Exercise
Retype, without any change, the line that contains "the report scheduler." and every line that follows it to the end of the entries, and nothing else.

Records for the task
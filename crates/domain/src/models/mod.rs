//! Domain models for the report scheduler.

pub mod job;
pub mod report;
pub mod tenant;

pub use job::{
    derive_from_history, derive_job_state, DownloadLink, JobDetail, JobExecution, JobState,
    JobStatusEvent, StatusCode, DEFAULT_STALE_AFTER_SECS,
};
pub use report::{
    CreateReportRequest, DeliveryTarget, EmailTarget, FileNameOptions, FtpProtocol, FtpTarget,
    NewReport, Orientation, ReportDefinition, ReportFormat, ReportIdsRequest, ReportLayout,
    ReportQuery, Schedule, Theme, TimeRange, UpdateReportRequest,
};
pub use tenant::{
    QuotaDefaults, SubscriptionType, TenantQuota, UpdateQuotaRequest, LICENSED_REPORT_LIMIT,
    TRIAL_REPORT_LIMIT,
};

Task result
//! Domain models for the report scheduler.

pub mod job;
pub mod report;
pub mod tenant;

pub use job::{
    derive_from_history, derive_job_state, DownloadLink, JobDetail, JobExecution, JobState,
    JobStatusEvent, StatusCode, DEFAULT_STALE_AFTER_SECS,
};
pub use report::{
    CreateReportRequest, DeliveryTarget, EmailTarget, FileNameOptions, FtpProtocol, FtpTarget,
    NewReport, Orientation, ReportDefinition, ReportFormat, ReportIdsRequest, ReportLayout,
    ReportQuery, Schedule, Theme, TimeRange, UpdateReportRequest,
};
pub use tenant::{
    QuotaDefaults, SubscriptionType, TenantQuota, UpdateQuotaRequest, LICENSED_REPORT_LIMIT,
    TRIAL_REPORT_LIMIT,
};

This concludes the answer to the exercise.